1

Is there an easier way to turn a string into a CSV compatible value, eg. escaping, quoting as necessary.

Currently I have this:

public static object ToCsv(object obj, CultureInfo cultureInfo, string delimiter)
{
    CsvConfiguration config = new(cultureInfo) { Encoding = Encoding.UTF8, Delimiter = delimiter, HasHeaderRecord = false, ShouldQuote = (_) => true };

    using var memoryStream = new MemoryStream();
    using var streamWriter = new StreamWriter(memoryStream);
    using var csvWriter = new CsvWriter(streamWriter, config);
    csvWriter.WriteField(obj);
    csvWriter.Flush();

    memoryStream.Position = 0;
    return Encoding.UTF8.GetString(memoryStream.ToArray());
}

Not only does this code seem like an overkill, I am also concerend about the performance.

The code is used in a copy&paste event where a DataGrid fires an event for each individual cell, and I need to parse each individual cell, depending on the amount of rows/columns the user has selected this piece of code could be called thousand of times. (for each cell)

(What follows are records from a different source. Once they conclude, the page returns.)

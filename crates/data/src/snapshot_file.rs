//! JSON snapshot file handling.
//!
//! Missing files are not an error (a fresh session simply has no saved
//! state), and corrupt files are logged and treated as missing rather than
//! aborting the session.

use hedge_sim_core::PositionSnapshot;
use std::fs::{self, File};
use std::io::{BufReader, BufWriter};
use std::path::{Path, PathBuf};
use thiserror::Error;
use tracing::{debug, warn};

/// Errors from snapshot file operations.
#[derive(Error, Debug)]
pub enum PersistError {
    /// IO error reading/writing the file.
    #[error("IO error: {0}")]
    Io(#[from] std::io::Error),

    /// JSON serialization/deserialization error.
    #[error("JSON error: {0}")]
    Json(#[from] serde_json::Error),
}

/// Saves and loads position snapshots at a fixed path.
#[derive(Debug, Clone)]
pub struct SnapshotFile {
    path: PathBuf,
}

impl SnapshotFile {
    #[must_use]
    pub fn new(path: PathBuf) -> Self {
        Self { path }
    }

    #[must_use]
    pub fn path(&self) -> &Path {
        &self.path
    }

    #[must_use]
    pub fn exists(&self) -> bool {
        self.path.exists()
    }

    /// Writes the snapshot as pretty JSON, creating parent directories if
    /// they don't exist.
    ///
    /// # Errors
    /// Returns `PersistError` when the file cannot be created or written.
    pub fn save(&self, snapshot: &PositionSnapshot) -> Result<(), PersistError> {
        if let Some(parent) = self.path.parent() {
            if !parent.as_os_str().is_empty() && !parent.exists() {
                fs::create_dir_all(parent)?;
            }
        }

        let file = File::create(&self.path)?;
        let writer = BufWriter::new(file);
        serde_json::to_writer_pretty(writer, snapshot)?;

        debug!(
            path = %self.path.display(),
            legs = snapshot.option_positions.len(),
            "saved position snapshot"
        );

        Ok(())
    }

    /// Loads the saved snapshot.
    ///
    /// Returns `Ok(None)` when no file exists or when the file cannot be
    /// parsed (the latter is logged as a warning; the session starts fresh).
    ///
    /// # Errors
    /// Returns `PersistError` only for IO failures on an existing file.
    pub fn load(&self) -> Result<Option<PositionSnapshot>, PersistError> {
        if !self.path.exists() {
            debug!(path = %self.path.display(), "no snapshot file, starting fresh");
            return Ok(None);
        }

        let file = File::open(&self.path)?;
        let reader = BufReader::new(file);
        match serde_json::from_reader(reader) {
            Ok(snapshot) => Ok(Some(snapshot)),
            Err(e) => {
                warn!(
                    path = %self.path.display(),
                    error = %e,
                    "snapshot file is unreadable, starting fresh"
                );
                Ok(None)
            }
        }
    }

    /// Deletes the snapshot file if it exists.
    ///
    /// # Errors
    /// Returns `PersistError` when removal fails.
    pub fn clear(&self) -> Result<(), PersistError> {
        if self.path.exists() {
            fs::remove_file(&self.path)?;
            debug!(path = %self.path.display(), "cleared snapshot file");
        }
        Ok(())
    }
}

CsvWriter and CsvConfiguration are part of the CsvHelper library: https://github.com/JoshClose/CsvHelper

Rand Random
  • 7,300
  • 10
  • 40
  • 88
  • Do you have any issues, like an actual performance issue, with the code or are you just guessing that it might cause one? What time does this method need for one execution? – Tim Schmelter Oct 06 '22 at 12:44
  • @TimSchmelter - as an user I would say yes, because the amount of time that I have to wait for the copy to finish does feel to much | as an developer, because I know what is going on and know the reason for the slowness, I would say no – Rand Random Oct 06 '22 at 12:46
  • Have you had a look at this: https://stackoverflow.com/questions/6377454/escaping-tricky-string-to-csv-format – Magnus Oct 06 '22 at 12:48
  • @TimSchmelter - here performance data: `1.61` seconds for `163,110 calls` - without calling the method: `119` milliseconds – Rand Random Oct 06 '22 at 13:33
  • @Magnus - no didn't see the SO was focused on finding a solution with the `CsvHelper` library – Rand Random Oct 06 '22 at 13:34

2 Answers2

1

This method is NOT designed to be used to build each field in a possible CSV file cell by cell. It is a once off to CSV parse a single value. It is a good implementation of this as it uses the same logic that a full file approach would use, but it would be a very poor implementation to use to write a whole file, or to use recursively for many fields in a file.

For the readers at home, if you need to use this library to write a file please consult the documentation: Writing a CV file

using (var writer = new StreamWriter("path\\to\\file.csv"))
using (var csv = new CsvWriter(writer, CultureInfo.InvariantCulture))
{
    csv.WriteRecords(records);
}

To adequately judge/assess performance, it would be worth showing your code that is calling this method. As with the code above, to build a file you would setup the streams and config once for the file, then use WriteRecords which will iterate over your objects in the list and internally call csvWriter.WriteField(value); for each property in those objects.

Side note: that method really should declare the returning type a string and not an object.

The code is used in a copy & paste event where a DataGrid fires an event for each individual cell, and I need to parse each individual cell, depending on the amount of rows/columns the user has selected this piece of code could be called thousand of times. (for each cell)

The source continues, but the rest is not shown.